Formarse como padres es fundamental. Decía Marvin Berkowitz, una de las mayores autoridades en educación del carácter a nivel mundial, que “la escuela puede aspirar a formar el carácter, pero la familia lo moldea desde los cimientos”. En efecto, mientras los centros educativos intentan desarrollar en los niños virtudes como la responsabilidad, la empatía o el autocontrol, la verdadera incubadora del carácter humano es el hogar. No existe proyecto educativo serio que no contemple a los padres como actores clave en esta tarea. Pero para que ese papel sea eficaz, no basta con estar presentes: es necesario estar formados.
Formarse como padres no es opcional
En la literatura especializada, se reconoce desde hace décadas que la participación parental es uno de los predictores más robustos del desarrollo moral, académico y social de los hijos. Berkowitz lo sintetiza con claridad: “Character education without engaging the family is incomplete and likely ineffective” (2002). Es decir, una educación del carácter que excluye a los padres está destinada al fracaso parcial.
Ahora bien, ¿cómo lograr esa implicación? ¿Y qué significa que un padre o una madre estén “formados” para educar el carácter?
No se trata de convertir a los padres en pedagogos profesionales, sino de darles herramientas para que comprendan su influencia formativa y actúen con intención y coherencia. Porque educar el carácter no es espontáneo: exige claridad en los valores, habilidades relacionales, capacidad de modelaje, sentido de propósito y firmeza afectiva.

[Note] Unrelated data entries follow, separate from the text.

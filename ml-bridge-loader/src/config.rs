//! Loader configuration

use std::fs;
use std::path::Path;

use serde::{Deserialize, Serialize};

use ml_bridge_core::FloatWidth;
use ml_bridge_transforms::{ArrayToTensor, CollationStrategy, Collator};

use crate::error::{Error, Result};

/// Configuration for a [`DataLoader`](crate::DataLoader)
///
/// Loaded from JSON; missing keys take their defaults.
///
/// ```json
/// { "batch_size": 32, "shuffle": true, "seed": 7, "collation": "arrayCollate" }
/// ```
#[derive(Debug, Clone, PartialEq, Eq, Serialize, Deserialize)]
#[serde(default, deny_unknown_fields)]
pub struct LoaderConfig {
    /// Samples per batch
    pub batch_size: usize,

    /// Shuffle sample order every epoch
    pub shuffle: bool,

    /// Seed for shuffling; `None` draws one from the OS
    pub seed: Option<u64>,

    /// Drop the final batch when it is smaller than `batch_size`
    pub drop_last: bool,

    /// Worker threads for the sample pipeline; 0 means one per CPU
    pub workers: usize,

    /// Collation strategy
    pub collation: CollationStrategy,

    /// Float width used when arrays are turned into tensors
    pub float_width: FloatWidth,

    /// Fields collated with widened element types (`i64`/`f64`)
    pub widen: Vec<String>,
}

impl Default for LoaderConfig {
    fn default() -> Self {
        Self {
            batch_size: 1,
            shuffle: false,
            seed: None,
            drop_last: false,
            workers: 1,
            collation: CollationStrategy::default(),
            float_width: FloatWidth::default(),
            widen: Vec::new(),
        }
    }
}

impl LoaderConfig {
    /// Parse and validate a JSON configuration
    pub fn from_json_str(json: &str) -> Result<Self> {
        let config: Self = serde_json::from_str(json)?;
        config.validate()?;
        Ok(config)
    }

    /// Read, parse and validate a JSON configuration file
    pub fn from_path(path: impl AsRef<Path>) -> Result<Self> {
        let json = fs::read_to_string(path)?;
        Self::from_json_str(&json)
    }

    /// Check the values are usable
    pub fn validate(&self) -> Result<()> {
        if self.batch_size == 0 {
            return Err(Error::InvalidConfig("batch_size must be at least 1".into()));
        }
        if let Some(dup) = self
            .widen
            .iter()
            .enumerate()
            .find_map(|(i, f)| self.widen[..i].contains(f).then_some(f))
        {
            return Err(Error::InvalidConfig(format!(
                "field '{dup}' listed twice in widen"
            )));
        }
        Ok(())
    }

    /// Number of worker threads to use
    pub fn worker_count(&self) -> usize {
        if self.workers == 0 {
            num_cpus::get()
        } else {
            self.workers
        }
    }

    /// Collation function selected by `collation`
    pub fn collator(&self) -> Collator {
        Collator::from_strategy(self.collation, &self.widen)
    }

    /// Array to tensor adapter using `float_width`
    pub fn array_to_tensor(&self) -> ArrayToTensor {
        ArrayToTensor::new().with_float_width(self.float_width)
    }
}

Padres formados vs. padres improvisados: dos trayectorias que no son neutra
Tomemos dos trayectorias reales que la experiencia educativa revela con frecuencia.
En un primer caso, observamos familias que han recibido formación en crianza positiva, inteligencia emocional y educación en virtudes. Padres que saben corregir sin humillar, que fomentan la reflexión antes que la obediencia ciega, que practican lo que predican. En esos hogares se generan ambientes de seguridad afectiva, donde el niño se siente visto, escuchado y exigido con ternura. El resultado, a medio y largo plazo, son jóvenes con criterio, resiliencia, responsabilidad personal y apertura al bien común.
En un segundo caso, encontramos hogares donde los padres —pese a sus buenas intenciones— improvisan constantemente, reaccionan desde la urgencia o reproducen modelos educativos que nunca cuestionaron. En ellos, la autoridad fluctúa entre el autoritarismo y la permisividad, y el clima emocional es imprevisible. Estos niños, con frecuencia, desarrollan inseguridad, dificultades para manejar la frustración y una moralidad dependiente del contexto.
Ambas trayectorias tienen consecuencias profundas, no solo en el ámbito escolar, sino en la construcción de la identidad moral de los hijos.
Educar el carácter no es transmitir normas, sino formar la conciencia
Como bien señala Berkowitz, el carácter no se reduce a comportarse “correctamente” bajo supervisión. “Character is about moral functioning in real life”. Esto requiere algo más que control: implica interiorizar principios, fortalecer hábitos y desarrollar la capacidad de juicio moral. Y ese proceso se inicia en casa, desde las primeras experiencias de relación, regulación emocional y sentido del deber.
Por eso, formar a los padres no es solo enseñar técnicas de crianza. Es ayudarlos a convertirse en educadores morales deliberados, capaces de guiar, sostener y acompañar a sus hijos en la construcción de una vida buena. Y como todo educador, también ellos deben revisar sus convicciones, corregir sus errores y crecer personalmente en el proceso.
El hogar: primer y más influyente entorno de formación del carácter
La neurociencia ha confirmado que los primeros años de vida son críticos para el desarrollo de la arquitectura emocional y moral del ser humano. La forma en que un niño aprende a esperar, a escuchar, a perder, a compartir, a pedir perdón… deja una huella que condicionará su manera de relacionarse consigo mismo, con los demás y con la verdad.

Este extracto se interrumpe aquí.